Still being fairly new in my diagnosis, I’m still looking back in my life with a fine tooth comb. Trying to find previous episodes that went undetected. How serious had I gotten? Were my 2 previous episodes of depression and hypomania my worst? Do I think any future episodes may be worse?

So I was just casually thinking aloud to myself last night as I was crawling into bed with Mr bRaving. I was thinking of past moments that qualify as hypomanic episodes. Those were what I was oblivious to. Who would question such a good feeling anyways? Especially when they were always peppered with depression.

Any hypomanic episodes I can remember are mainly characterized by hypersexuality. Looking back on them, I wonder why I did that. It wasn’t getting me anywhere. There was no emotion behind the sex. No desire for the person, just the act. At the time, when I questioned it, I summed it up to Daddy issues. Last night, it was clear to me what all that was.

It’s been clear to me for weeks that that’s what that was. But then I let my mind take it another step and ask, “Why didn’t anyone tell me I was doing something wrong?”

Who would’ve told me? The guys I was banging? Um, no. My Mom? Yeah…like I’d tell her the way I was behaving. My boyfriend at the time? He never found out. My friends? I didn’t have any. Me? I was following an instinctual drive.

It was souless. Very much like pounding a pawn around a game board. I was just hitting the spaces, counting up the numbers.

Then it occurred to me that I had no boundaries at that point in my life. No marriage vows to break. No rules as a single girl in her late teens/early 20s, living away from home.

Fast forward to now…rules are in place, and I broke them. My pawn hit the “Got to Jail” square. And finally my illness is revealed.

I wish I had known all this before I did something that I’m having a very hard time living with.

Hey, it’s better than cancer.


That’s what my therapist told me shortly after my diagnosis. And my first thought was “Dear God, what if I get cancer AND am bp…can I take my meds together? Will I have to choose between dying of cancer or a severe depression or episode that makes me wanna kill myself anyways?…..” She could see my eyes glaze over and asked what I was thinking, and for one of the first times in my 3 years visiting her, I was totally honest. She told me to forget she said anything. Too late. I’m pretty sure I’ll be asking the next medical doctor I see if Lithium and chemo mix well. A girl needs to be prepared.
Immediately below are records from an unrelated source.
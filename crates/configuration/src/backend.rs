use crate::error::ConfigError;
use serde::Deserialize;
use std::fmt;
use std::str::FromStr;

/// The database technologies this workspace knows how to connect to.
#[derive(Debug, Clone, Copy, PartialEq, Eq, Hash, Deserialize)]
#[serde(rename_all = "lowercase")]
#[cfg_attr(feature = "clap", derive(clap::ValueEnum))]
pub enum Backend {
    /// Embedded, file-backed SQLite.
    Sqlite,
    /// Client/server PostgreSQL.
    Postgres,
}

/// Maps URI schemes to backends. Lookups are case-insensitive.
///
/// `postgresql+psycopg2` is accepted so URIs written for SQLAlchemy keep working.
pub const SCHEMES: &[(&str, Backend)] = &[
    ("sqlite", Backend::Sqlite),
    ("postgresql", Backend::Postgres),
    ("postgres", Backend::Postgres),
    ("postgresql+psycopg2", Backend::Postgres),
];

impl Backend {
    /// Looks up a backend by URI scheme.
    pub fn from_scheme(scheme: &str) -> Option<Self> {
        SCHEMES
            .iter()
            .find(|(name, _)| name.eq_ignore_ascii_case(scheme))
            .map(|(_, backend)| *backend)
    }

    /// Detects the backend from the scheme portion of a URI.
    pub fn from_uri(uri: &str) -> Result<Self, ConfigError> {
        let (scheme, _) = uri
            .split_once(':')
            .ok_or_else(|| ConfigError::InvalidUri(format!("'{uri}' has no scheme")))?;
        Self::from_scheme(scheme).ok_or_else(|| ConfigError::UnsupportedBackend(scheme.to_string()))
    }

    /// The scheme used when rendering connection strings for this backend.
    pub fn scheme(self) -> &'static str {
        match self {
            Backend::Sqlite => "sqlite",
            Backend::Postgres => "postgresql",
        }
    }

    /// Whether this backend talks to a server and therefore needs a host and credentials.
    pub fn is_client_server(self) -> bool {
        matches!(self, Backend::Postgres)
    }
}

impl fmt::Display for Backend {
    fn fmt(&self, f: &mut fmt::Formatter<'_>) -> fmt::Result {
        f.write_str(match self {
            Backend::Sqlite => "sqlite",
            Backend::Postgres => "postgres",
        })
    }
}

impl FromStr for Backend {
    type Err = ConfigError;

    fn from_str(s: &str) -> Result<Self, Self::Err> {
        Self::from_scheme(s).ok_or_else(|| ConfigError::UnsupportedBackend(s.to_string()))
    }
}

#[cfg(test)]
mod tests {
    use super::*;

    #[test]
    fn test_scheme_lookup() {
        assert_eq!(Backend::from_scheme("sqlite"), Some(Backend::Sqlite));
        assert_eq!(Backend::from_scheme("PostgreSQL"), Some(Backend::Postgres));
        assert_eq!(Backend::from_scheme("postgresql+psycopg2"), Some(Backend::Postgres));
        assert_eq!(Backend::from_scheme("mysql"), None);
    }

    #[test]
    fn test_from_uri() {
        assert_eq!(Backend::from_uri("sqlite:///:memory:").unwrap(), Backend::Sqlite);
        assert_eq!(
            Backend::from_uri("postgres://app@db/app").unwrap(),
            Backend::Postgres
        );
        assert!(matches!(
            Backend::from_uri("unknown-scheme://host"),
            Err(ConfigError::UnsupportedBackend(s)) if s == "unknown-scheme"
        ));
        assert!(matches!(
            Backend::from_uri("no scheme here"),
            Err(ConfigError::InvalidUri(_))
        ));
    }

    #[test]
    fn test_every_backend_has_a_scheme_entry() {
        for backend in [Backend::Sqlite, Backend::Postgres] {
            assert_eq!(Backend::from_scheme(backend.scheme()), Some(backend));
        }
    }
}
It hasn’t quite been 2 weeks yet, but it feels like forever. I’m sure the fact that I am acutely aware of everything I think and dissect each thought to make sure it is a reasonable one doesn’t help. I have had plenty of time to research the disorder and find stories of varying kinds about the ups and downs of bipolordom. HAHA, a pun! The stories that remind me that the illness brings life and creativity give me hope, while the stories like that of a seemingly normal mom who choked her 5 year old in a bathtub threatens despair. (www.oprah.com/world/Coping-with-Bipolar-Disorder)

I’m on the starting dose of 900mg of Lithium. I see the psychiatrist again in about 3 weeks, and he said we will probably up my dosage to 1050mg then. I had my first Lithium levels drawn almost a week ago, and he said they came back just fine (.5), not anywhere near a dangerous level. That is one topic I need to research. I trust him, but I will never be a doctor’s blind sheep.

There are a few things of which I am sure, and many more things of which I am confused, angry, scared, and ashamed about. But mostly confused. What things did I do that were coerced by this illness? How far back in my life does this reach? How strong of a hold did this have on me, and WHO AM I? I have my morals (although some were corrupted by the illness), and my love for my husband, children, and my family. But past those 2 things, I do not know what hasn’t been touched. That makes me feel like an empty shell. I know I will warm up to it and embrace what I am and not be so hesitant and questioning about my feelings some day. Hopefully some day soon. But for now, I just have to let this sink in and sift through the last 20 years of my life to make sense of it all. I want to know who is looking back at me in the mirror.